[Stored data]

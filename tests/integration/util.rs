use std::{ffi::OsString, path::Path, process::Command};

pub fn abs_path(path: &str) -> OsString {
    let path = Path::new(path);

    if path.exists() {
        path.canonicalize().unwrap().into_os_string()
    } else {
        // We are going to trust that the path given is valid...
        path.to_owned().into_os_string()
    }
}

const NETLEDGER_EXE_PATH: &str = env!("CARGO_BIN_EXE_netledger");
const DEFAULT_CFG: [&str; 2] = ["-C", "./tests/valid_configs/empty_config.toml"];

/// Environment overrides that would leak the caller's settings into a test.
const CLEARED_ENV_VARS: [&str; 4] = [
    "NETLEDGER_INTERFACE",
    "NETLEDGER_LIMIT_MB",
    "NETLEDGER_INTERVAL",
    "NETLEDGER_DATA_DIR",
];

/// Returns the [`Command`] of a binary invocation of netledger with a clean
/// environment.
pub fn netledger_command(args: &[&str]) -> Command {
    let mut cmd = Command::new(NETLEDGER_EXE_PATH);
    for var in CLEARED_ENV_VARS {
        cmd.env_remove(var);
    }

    let mut prev = "";
    for arg in args.iter() {
        if prev == "-C" {
            // This is the config file; make sure we set it to absolute path!
            cmd.arg(abs_path(arg));
        } else {
            cmd.arg(arg);
        }

        prev = arg;
    }

    cmd
}

/// Returns the [`Command`] of a binary invocation of netledger with the
/// default, empty config file, storing everything under `data_dir`.
pub fn no_cfg_netledger_command(data_dir: &Path) -> Command {
    let mut cmd = netledger_command(&DEFAULT_CFG);
    cmd.arg("--data_dir").arg(data_dir);
    cmd
}
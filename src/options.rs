//! How netledger is configured: command line arguments, environment
//! variables, and the TOML config file, resolved in that order of priority.

pub mod args;
pub mod config;
mod error;

use std::{
    fs,
    path::{Path, PathBuf},
    time::Duration,
};

pub use self::{
    args::{get_args, Args, NetledgerCommand},
    config::Config,
    error::{OptionError, OptionResult},
};
pub(crate) use self::config::StringOrNum;
use crate::constants::*;

/// Fully resolved settings for one run.
#[derive(Clone, Debug, PartialEq)]
pub struct CollectorOptions {
    pub interface: String,
    pub interval: Duration,
    pub enumerator_timeout: Duration,
    pub daily_limit_mb: Option<f64>,
    pub data_dir: PathBuf,
    pub report_dir: PathBuf,
    pub export_dir: PathBuf,
    pub log_file: PathBuf,
    pub once: bool,
}

impl CollectorOptions {
    pub fn usage_ledger_path(&self) -> PathBuf {
        self.data_dir.join(USAGE_LEDGER_FILE)
    }

    pub fn session_ledger_path(&self) -> PathBuf {
        self.data_dir.join(SESSION_LEDGER_FILE)
    }
}

/// Returns the config path to use. If `override_config_path` is specified,
/// then we will use that. If not, then we use the platform config directory.
pub fn get_config_path(override_config_path: Option<&Path>) -> Option<PathBuf> {
    if let Some(conf_loc) = override_config_path {
        return Some(conf_loc.to_path_buf());
    }

    dirs::config_dir().map(|path| path.join(DEFAULT_CONFIG_FILE_LOCATION))
}

/// Reads the config at `config_path`, or writes the default config text
/// there and returns the default config if nothing exists yet.
pub fn get_or_create_config(config_path: Option<&Path>) -> OptionResult<Config> {
    let Some(path) = config_path else {
        return Ok(Config::default());
    };

    if path.exists() {
        let config_string = fs::read_to_string(path)?;
        Ok(toml_edit::de::from_str(&config_string)?)
    } else {
        if let Some(parent_path) = path.parent() {
            fs::create_dir_all(parent_path)?;
        }
        fs::write(path, CONFIG_TEXT)?;
        Ok(Config::default())
    }
}

/// The directory ledgers live in if none is configured.
fn default_data_dir() -> PathBuf {
    dirs::data_local_dir()
        .map(|dir| dir.join(DEFAULT_DATA_DIR_NAME))
        .unwrap_or_else(|| PathBuf::from("."))
}

fn get_interface(args: &Args, config: &Config) -> OptionResult<String> {
    if let Some(interface) = &args.collector_args.interface {
        if interface.trim().is_empty() {
            return Err(OptionError::invalid_arg_value("interface"));
        }
        Ok(interface.clone())
    } else if let Some(interface) = &config.collector.interface {
        if interface.trim().is_empty() {
            return Err(OptionError::invalid_config_value("interface"));
        }
        Ok(interface.clone())
    } else {
        Ok(DEFAULT_INTERFACE.to_string())
    }
}

fn get_interval(args: &Args, config: &Config) -> OptionResult<Duration> {
    let interval = if let Some(interval) = &args.collector_args.interval {
        StringOrNum::from(interval.clone())
            .to_duration()
            .ok_or_else(|| OptionError::invalid_arg_value("interval"))?
    } else if let Some(interval) = &config.collector.interval {
        interval
            .to_duration()
            .ok_or_else(|| OptionError::invalid_config_value("interval"))?
    } else {
        DEFAULT_TICK_INTERVAL
    };

    if interval < MIN_TICK_INTERVAL {
        return Err(OptionError::other(format!(
            "set your interval to be at least {}.",
            humantime::format_duration(MIN_TICK_INTERVAL)
        )));
    }

    Ok(interval)
}

fn get_enumerator_timeout(config: &Config) -> OptionResult<Duration> {
    match &config.collector.enumerator_timeout {
        Some(timeout) => match timeout.to_duration() {
            Some(timeout) if !timeout.is_zero() => Ok(timeout),
            _ => Err(OptionError::invalid_config_value("enumerator_timeout")),
        },
        None => Ok(DEFAULT_ENUMERATOR_TIMEOUT),
    }
}

fn get_daily_limit(args: &Args, config: &Config) -> OptionResult<Option<f64>> {
    let is_valid = |limit: f64| limit.is_finite() && limit >= 0.0;

    if let Some(limit) = &args.collector_args.limit {
        match limit.trim().parse::<f64>() {
            Ok(limit) if is_valid(limit) => Ok(Some(limit)),
            _ => Err(OptionError::invalid_arg_value("limit")),
        }
    } else if let Some(limit) = config.alert.daily_limit_mb {
        if is_valid(limit) {
            Ok(Some(limit))
        } else {
            Err(OptionError::invalid_config_value("daily_limit_mb"))
        }
    } else {
        Ok(None)
    }
}

/// Resolves the arguments and config file into [`CollectorOptions`].
pub fn init_options(args: &Args, config: &Config) -> OptionResult<CollectorOptions> {
    let data_dir = args
        .general_args
        .data_dir
        .clone()
        .or_else(|| config.storage.data_dir.clone())
        .unwrap_or_else(default_data_dir);

    let report_dir = args
        .general_args
        .report_dir
        .clone()
        .or_else(|| config.storage.report_dir.clone())
        .unwrap_or_else(|| data_dir.join(REPORT_DIR_NAME));

    let export_dir = args
        .general_args
        .export_dir
        .clone()
        .unwrap_or_else(|| PathBuf::from("."));

    let log_file = args
        .general_args
        .log_file
        .clone()
        .unwrap_or_else(|| data_dir.join(LOG_FILE_NAME));

    Ok(CollectorOptions {
        interface: get_interface(args, config)?,
        interval: get_interval(args, config)?,
        enumerator_timeout: get_enumerator_timeout(config)?,
        daily_limit_mb: get_daily_limit(args, config)?,
        data_dir,
        report_dir,
        export_dir,
        log_file,
        once: args.collector_args.once,
    })
}
//! The daily usage threshold alert.

use std::{
    fmt,
    io::{self, Write},
};

use log::warn;

use crate::collection::Measurement;

/// Whether a measurement is within the configured limit.
#[derive(Debug, Clone, Copy, PartialEq)]
pub enum AlertStatus {
    Ok,
    Exceeded { total_mb: f64, limit_mb: f64 },
}

impl AlertStatus {
    pub fn is_exceeded(&self) -> bool {
        matches!(self, AlertStatus::Exceeded { .. })
    }
}

impl fmt::Display for AlertStatus {
    fn fmt(&self, f: &mut fmt::Formatter<'_>) -> fmt::Result {
        match self {
            AlertStatus::Ok => write!(f, "within limit"),
            AlertStatus::Exceeded { total_mb, limit_mb } => {
                write!(f, "daily usage {total_mb} MB exceeds the {limit_mb} MB limit")
            }
        }
    }
}

/// Compares the measurement's total against `limit_mb`. Only a total strictly
/// greater than the limit counts as exceeded.
pub fn evaluate(measurement: &Measurement, limit_mb: f64) -> AlertStatus {
    let total_mb = measurement.total();
    if total_mb > limit_mb {
        AlertStatus::Exceeded { total_mb, limit_mb }
    } else {
        AlertStatus::Ok
    }
}

/// The configured threshold, if any.
#[derive(Debug, Clone, Copy, Default, PartialEq)]
pub struct AlertPolicy {
    limit_mb: Option<f64>,
}

impl AlertPolicy {
    pub fn new(limit_mb: Option<f64>) -> Self {
        Self { limit_mb }
    }

    pub fn limit_mb(&self) -> Option<f64> {
        self.limit_mb
    }

    /// Evaluates the measurement; with no limit configured this is always
    /// [`AlertStatus::Ok`].
    pub fn evaluate(&self, measurement: &Measurement) -> AlertStatus {
        match self.limit_mb {
            Some(limit_mb) => evaluate(measurement, limit_mb),
            None => AlertStatus::Ok,
        }
    }
}

/// Receives exceeded alerts. Called once per tick that evaluates as exceeded.
pub trait Notifier {
    fn notify(&mut self, status: &AlertStatus);
}

/// Rings the terminal bell and prints the alert to stderr.
#[derive(Debug, Default)]
pub struct TerminalNotifier;

impl Notifier for TerminalNotifier {
    fn notify(&mut self, status: &AlertStatus) {
        warn!("Usage alert: {status}");

        let mut stderr = io::stderr().lock();
        let _ = writeln!(stderr, "\x07Warning: {status}.");
    }
}

#[cfg(test)]
mod test {
    use super::*;

    #[test]
    fn boundary_is_not_exceeded() {
        let m = Measurement::new(10.0, 20.0);

        assert_eq!(evaluate(&m, 30.0), AlertStatus::Ok);
        assert_eq!(evaluate(&m, 31.0), AlertStatus::Ok);
        assert_eq!(
            evaluate(&m, 29.99),
            AlertStatus::Exceeded {
                total_mb: 30.0,
                limit_mb: 29.99
            }
        );
    }

    #[test]
    fn exceeded_matches_strict_comparison() {
        for total in [0.0, 0.5, 1.0, 99.99, 100.0, 100.01, 5000.0] {
            for limit in [0.0, 1.0, 100.0, 1000.0] {
                let status = evaluate(&Measurement::new(total, 0.0), limit);
                assert_eq!(status.is_exceeded(), total > limit, "total={total} limit={limit}");
            }
        }
    }

    #[test]
    fn no_limit_never_alerts() {
        let policy = AlertPolicy::default();
        assert_eq!(policy.evaluate(&Measurement::new(1e9, 1e9)), AlertStatus::Ok);
    }

    #[test]
    fn zero_usage_with_zero_limit_is_ok() {
        let policy = AlertPolicy::new(Some(0.0));
        assert_eq!(policy.limit_mb(), Some(0.0));
        assert_eq!(policy.evaluate(&Measurement::default()), AlertStatus::Ok);
        assert!(policy.evaluate(&Measurement::new(0.01, 0.0)).is_exceeded());
    }
}
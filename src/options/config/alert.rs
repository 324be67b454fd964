use serde::Deserialize;

/// Alert configuration.
#[derive(Clone, Debug, Default, Deserialize)]
#[cfg_attr(test, serde(deny_unknown_fields), derive(PartialEq))]
pub(crate) struct AlertConfig {
    /// The daily total, in MB, above which a warning is raised.
    pub(crate) daily_limit_mb: Option<f64>,
}
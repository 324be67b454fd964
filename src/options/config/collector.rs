use serde::Deserialize;

use super::StringOrNum;

/// Sampling configuration.
#[derive(Clone, Debug, Default, Deserialize)]
#[cfg_attr(test, serde(deny_unknown_fields), derive(PartialEq, Eq))]
pub(crate) struct CollectorConfig {
    /// The interface whose counters are sampled.
    pub(crate) interface: Option<String>,
    /// Time between ticks.
    pub(crate) interval: Option<StringOrNum>,
    /// Upper bound on one connection listing.
    pub(crate) enumerator_timeout: Option<StringOrNum>,
}
//! Resolution of process identifiers to application names.

use sysinfo::{ProcessRefreshKind, ProcessesToUpdate, System};

use super::error::{CollectionError, CollectionResult};

/// A process ID, as reported by the connection enumerator.
pub type Pid = u32;

/// Maps process IDs to display names. Each lookup succeeds or fails on its
/// own; one unknown PID never affects the others.
pub trait ProcessResolver {
    /// Prepares for a batch of lookups. Called once per tick before
    /// [`ProcessResolver::resolve`].
    fn refresh(&mut self, _pids: &[Pid]) {}

    /// The display name of the process with `pid`.
    fn resolve(&self, pid: Pid) -> CollectionResult<String>;
}

/// A [`ProcessResolver`] backed by sysinfo's process table.
pub struct SysinfoResolver {
    system: System,
}

impl Default for SysinfoResolver {
    fn default() -> Self {
        Self {
            system: System::new(),
        }
    }
}

impl ProcessResolver for SysinfoResolver {
    fn refresh(&mut self, pids: &[Pid]) {
        let pids: Vec<sysinfo::Pid> = pids.iter().map(|pid| sysinfo::Pid::from_u32(*pid)).collect();

        // Only the name is needed, so skip CPU, memory, and disk details.
        self.system.refresh_processes_specifics(
            ProcessesToUpdate::Some(&pids),
            true,
            ProcessRefreshKind::nothing(),
        );
    }

    fn resolve(&self, pid: Pid) -> CollectionResult<String> {
        self.system
            .process(sysinfo::Pid::from_u32(pid))
            .map(|process| process.name().to_string_lossy().into_owned())
            .filter(|name| !name.is_empty())
            .ok_or(CollectionError::UnknownProcess(pid))
    }
}
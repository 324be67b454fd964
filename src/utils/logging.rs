#[cfg(feature = "logging")]
pub fn init_logger(
    min_level: log::LevelFilter, log_file_name: &std::path::Path,
) -> Result<(), fern::InitError> {
    if let Some(parent) = log_file_name.parent() {
        std::fs::create_dir_all(parent)?;
    }

    fern::Dispatch::new()
        .format(|out, message, record| {
            let now = chrono::Local::now();

            out.finish(format_args!(
                "[{}][{}][{}] {}",
                now.format("%Y-%m-%d][%H:%M:%S%.6f"),
                record.target(),
                record.level(),
                message
            ))
        })
        .level(min_level)
        .chain(fern::log_file(log_file_name)?)
        .apply()?;

    Ok(())
}
//! Data collection for network usage/IO.

pub mod sysinfo;
pub use self::sysinfo::*;

use log::debug;
use serde::{Deserialize, Serialize};

use crate::utils::data_units::{bytes_to_mb, round_hundredths};

/// Cumulative byte counters of one interface, as reported by the OS. These
/// count from the last interface reset or boot, not from midnight.
#[derive(Default, Clone, Copy, Debug, PartialEq, Eq)]
pub struct InterfaceCounters {
    pub total_received: u64,
    pub total_transmitted: u64,
}

/// A source of per-interface cumulative counters.
pub trait CounterSource {
    /// Refreshes and returns the counters for `interface`, or `None` if no
    /// interface by that name currently exists.
    fn counters(&mut self, interface: &str) -> Option<InterfaceCounters>;

    /// Names of the interfaces currently present.
    fn interface_names(&mut self) -> Vec<String>;
}

/// One sampled `{sent, received}` pair, in megabytes.
#[derive(Default, Clone, Copy, Debug, PartialEq, Serialize, Deserialize)]
pub struct Measurement {
    #[serde(rename = "sent_MB")]
    pub sent_mb: f64,
    #[serde(rename = "recv_MB")]
    pub recv_mb: f64,
}

impl Measurement {
    pub fn new(sent_mb: f64, recv_mb: f64) -> Self {
        Self { sent_mb, recv_mb }
    }

    pub fn from_counters(counters: InterfaceCounters) -> Self {
        Self {
            sent_mb: bytes_to_mb(counters.total_transmitted),
            recv_mb: bytes_to_mb(counters.total_received),
        }
    }

    /// Sent plus received, in megabytes.
    pub fn total(&self) -> f64 {
        round_hundredths(self.sent_mb + self.recv_mb)
    }

    pub(crate) fn is_valid(&self) -> bool {
        [self.sent_mb, self.recv_mb]
            .iter()
            .all(|value| value.is_finite() && *value >= 0.0)
    }
}

/// Samples the counters of a single configured interface.
pub struct CounterSampler {
    source: Box<dyn CounterSource>,
    interface: String,
}

impl CounterSampler {
    pub fn new(source: Box<dyn CounterSource>, interface: impl Into<String>) -> Self {
        Self {
            source,
            interface: interface.into(),
        }
    }

    pub fn interface(&self) -> &str {
        &self.interface
    }

    /// Reads the interface's counters. A missing interface (renamed, or the
    /// adapter switched off) reads as zero rather than failing.
    pub fn sample(&mut self) -> Measurement {
        match self.source.counters(&self.interface) {
            Some(counters) => Measurement::from_counters(counters),
            None => {
                debug!("Interface '{}' not found, sampling as zero.", self.interface);
                Measurement::default()
            }
        }
    }

    /// Interfaces the underlying source can see, sorted.
    pub fn available_interfaces(&mut self) -> Vec<String> {
        let mut names = self.source.interface_names();
        names.sort();
        names
    }
}
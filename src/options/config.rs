pub mod alert;
pub mod collector;
pub mod storage;

use std::time::Duration;

use serde::Deserialize;

use self::{alert::AlertConfig, collector::CollectorConfig, storage::StorageConfig};

/// The parsed TOML config file.
#[derive(Debug, Default, Deserialize)]
#[cfg_attr(test, serde(deny_unknown_fields), derive(PartialEq))]
pub struct Config {
    #[serde(default)]
    pub(crate) collector: CollectorConfig,
    #[serde(default)]
    pub(crate) alert: AlertConfig,
    #[serde(default)]
    pub(crate) storage: StorageConfig,
}

/// A duration that may be written as milliseconds or as a human string
/// such as `"10s"`.
#[derive(Clone, Debug, Deserialize)]
#[serde(untagged)]
#[cfg_attr(test, derive(PartialEq, Eq))]
pub(crate) enum StringOrNum {
    String(String),
    Num(u64),
}

impl From<String> for StringOrNum {
    fn from(value: String) -> Self {
        StringOrNum::String(value)
    }
}

impl From<u64> for StringOrNum {
    fn from(value: u64) -> Self {
        StringOrNum::Num(value)
    }
}

impl StringOrNum {
    /// Interprets the value as a duration. Bare numbers, including numeric
    /// strings, are milliseconds.
    pub(crate) fn to_duration(&self) -> Option<Duration> {
        match self {
            StringOrNum::Num(ms) => Some(Duration::from_millis(*ms)),
            StringOrNum::String(s) => {
                let s = s.trim();
                match s.parse::<u64>() {
                    Ok(ms) => Some(Duration::from_millis(ms)),
                    Err(_) => humantime::parse_duration(s).ok(),
                }
            }
        }
    }
}

#[cfg(test)]
mod test {
    use std::path::Path;

    use indoc::indoc;

    use super::*;

    #[test]
    fn durations() {
        assert_eq!(
            StringOrNum::from(2500).to_duration(),
            Some(Duration::from_millis(2500))
        );
        assert_eq!(
            StringOrNum::from("1500".to_string()).to_duration(),
            Some(Duration::from_millis(1500))
        );
        assert_eq!(
            StringOrNum::from("1m 30s".to_string()).to_duration(),
            Some(Duration::from_secs(90))
        );
        assert_eq!(StringOrNum::from("soon".to_string()).to_duration(), None);
    }

    #[test]
    fn empty_config() {
        let config: Config = toml_edit::de::from_str("").unwrap();
        assert_eq!(config, Config::default());
    }

    #[test]
    fn full_config() {
        let config: Config = toml_edit::de::from_str(indoc! {r#"
            [collector]
            interface = "eth0"
            interval = "30s"
            enumerator_timeout = 2000

            [alert]
            daily_limit_mb = 512.5

            [storage]
            data_dir = "/tmp/netledger"
        "#})
        .unwrap();

        assert_eq!(config.collector.interface.as_deref(), Some("eth0"));
        assert_eq!(
            config.collector.interval,
            Some(StringOrNum::String("30s".to_string()))
        );
        assert_eq!(
            config.collector.enumerator_timeout,
            Some(StringOrNum::Num(2000))
        );
        assert_eq!(config.alert.daily_limit_mb, Some(512.5));
        assert_eq!(
            config.storage.data_dir.as_deref(),
            Some(Path::new("/tmp/netledger"))
        );
        assert_eq!(config.storage.report_dir, None);
    }

    #[test]
    fn wrong_type() {
        let result: Result<Config, _> = toml_edit::de::from_str(indoc! {r#"
            [alert]
            daily_limit_mb = "lots"
        "#});
        assert!(result.is_err());
    }
}
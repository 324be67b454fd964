use std::time::Duration;

use indoc::indoc;

// File names.
pub const USAGE_LEDGER_FILE: &str = "data_usage_record.json";
pub const SESSION_LEDGER_FILE: &str = "app_usage_log.json";
pub const REPORT_DIR_NAME: &str = "reports";
pub const MERGED_REPORT_FILE: &str = "merged_report.txt";
pub const LOG_FILE_NAME: &str = "netledger.log";

pub const DAILY_USAGE_CSV: &str = "daily_usage.csv";
pub const APP_LOG_CSV: &str = "app_log.csv";
pub const APP_SUMMARY_CSV: &str = "app_summary.csv";

// Config and data locations, relative to the platform config/data directories.
pub const DEFAULT_CONFIG_FILE_LOCATION: &str = "netledger/netledger.toml";
pub const DEFAULT_DATA_DIR_NAME: &str = "netledger";

// Collection defaults.
pub const DEFAULT_TICK_INTERVAL: Duration = Duration::from_secs(10);
pub const DEFAULT_ENUMERATOR_TIMEOUT: Duration = Duration::from_secs(5);

/// The smallest tick interval accepted.
pub const MIN_TICK_INTERVAL: Duration = Duration::from_secs(1);

cfg_if::cfg_if! {
    if #[cfg(target_os = "windows")] {
        pub const DEFAULT_INTERFACE: &str = "Wi-Fi";
    } else if #[cfg(target_os = "macos")] {
        pub const DEFAULT_INTERFACE: &str = "en0";
    } else {
        pub const DEFAULT_INTERFACE: &str = "wlan0";
    }
}

// Environment overrides.
pub const ENV_INTERFACE: &str = "NETLEDGER_INTERFACE";
pub const ENV_LIMIT_MB: &str = "NETLEDGER_LIMIT_MB";
pub const ENV_INTERVAL: &str = "NETLEDGER_INTERVAL";
pub const ENV_DATA_DIR: &str = "NETLEDGER_DATA_DIR";

/// Written to the config location if no config file exists yet.
pub const CONFIG_TEXT: &str = indoc! {r#"
    # This is a default config file for netledger. All of the settings are commented
    # out by default; if you wish to change them, uncomment and modify as you see fit.

    [collector]
    # The network interface to sample, e.g. "Wi-Fi", "eth0", or "en0".
    # Run `netledger --list_interfaces` to see what is available.
    #interface = "wlan0"
    # How often to sample. Takes milliseconds or a human duration such as "10s".
    #interval = "10s"
    # How long to wait for the connection listing before giving up on a tick.
    #enumerator_timeout = "5s"

    [alert]
    # Warn when the day's total (sent + received) goes over this many MB.
    #daily_limit_mb = 1024

    [storage]
    # Where the usage and application ledgers are kept.
    #data_dir = "/path/to/data"
    # Where daily reports are written. Defaults to a "reports" directory in the data directory.
    #report_dir = "/path/to/reports"
"#};

#[cfg(test)]
mod test {
    use super::*;
    use crate::options::Config;

    #[test]
    fn default_config_text_parses() {
        let config: Config = toml_edit::de::from_str(CONFIG_TEXT).unwrap();
        assert_eq!(config, Config::default());
    }
}
use std::{
    sync::{Condvar, Mutex},
    time::Duration,
};

/// A cancellation token shared between the tick loop and the termination handler.
#[derive(Debug)]
pub struct CancellationToken {
    // Setting this to true marks the token as cancelled.
    mutex: Mutex<bool>,
    cvar: Condvar,
}

impl Default for CancellationToken {
    fn default() -> Self {
        Self {
            mutex: Mutex::new(false),
            cvar: Condvar::new(),
        }
    }
}

impl CancellationToken {
    /// Mark the [`CancellationToken`] as cancelled.
    ///
    /// This is idempotent, and once cancelled, will stay cancelled. Sending it
    /// again will not do anything.
    pub fn cancel(&self) {
        let mut guard = self
            .mutex
            .lock()
            .expect("cancellation token lock should not be poisoned");

        if !*guard {
            *guard = true;
            self.cvar.notify_all();
        }
    }

    /// Returns whether the token has been cancelled. Blocks only for as long as
    /// another thread holds the lock, which is never across a sleep.
    pub fn is_cancelled(&self) -> bool {
        *self
            .mutex
            .lock()
            .expect("cancellation token lock should not be poisoned")
    }

    /// Allows a thread to sleep while still being interruptible by the token.
    ///
    /// Returns the condition state after either sleeping or being woken up.
    pub fn sleep_with_cancellation(&self, duration: Duration) -> bool {
        let guard = self
            .mutex
            .lock()
            .expect("cancellation token lock should not be poisoned");

        let (result, _) = self
            .cvar
            .wait_timeout_while(guard, duration, |cancelled| !*cancelled)
            .expect("cancellation token lock should not be poisoned");

        *result
    }
}

#[cfg(test)]
mod test {
    use std::{sync::Arc, thread, time::Instant};

    use super::*;

    #[test]
    fn cancel_is_idempotent() {
        let token = CancellationToken::default();
        assert!(!token.is_cancelled());

        token.cancel();
        token.cancel();
        assert!(token.is_cancelled());
    }

    #[test]
    fn sleep_returns_early_on_cancel() {
        let token = Arc::new(CancellationToken::default());
        let other = token.clone();

        let start = Instant::now();
        let handle = thread::spawn(move || other.sleep_with_cancellation(Duration::from_secs(30)));

        thread::sleep(Duration::from_millis(50));
        token.cancel();

        assert!(handle.join().unwrap());
        assert!(start.elapsed() < Duration::from_secs(30));
    }

    #[test]
    fn sleep_times_out_without_cancel() {
        let token = CancellationToken::default();
        assert!(!token.sleep_with_cancellation(Duration::from_millis(10)));
    }
}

**Description of the task:**
Write out each line of the data that holds the string "directory".

**The completed task:**
/// then we will use that. If not, then we use the platform config directory.
/// The directory ledgers live in if none is configured.
    # Where daily reports are written. Defaults to a "reports" directory in the data directory.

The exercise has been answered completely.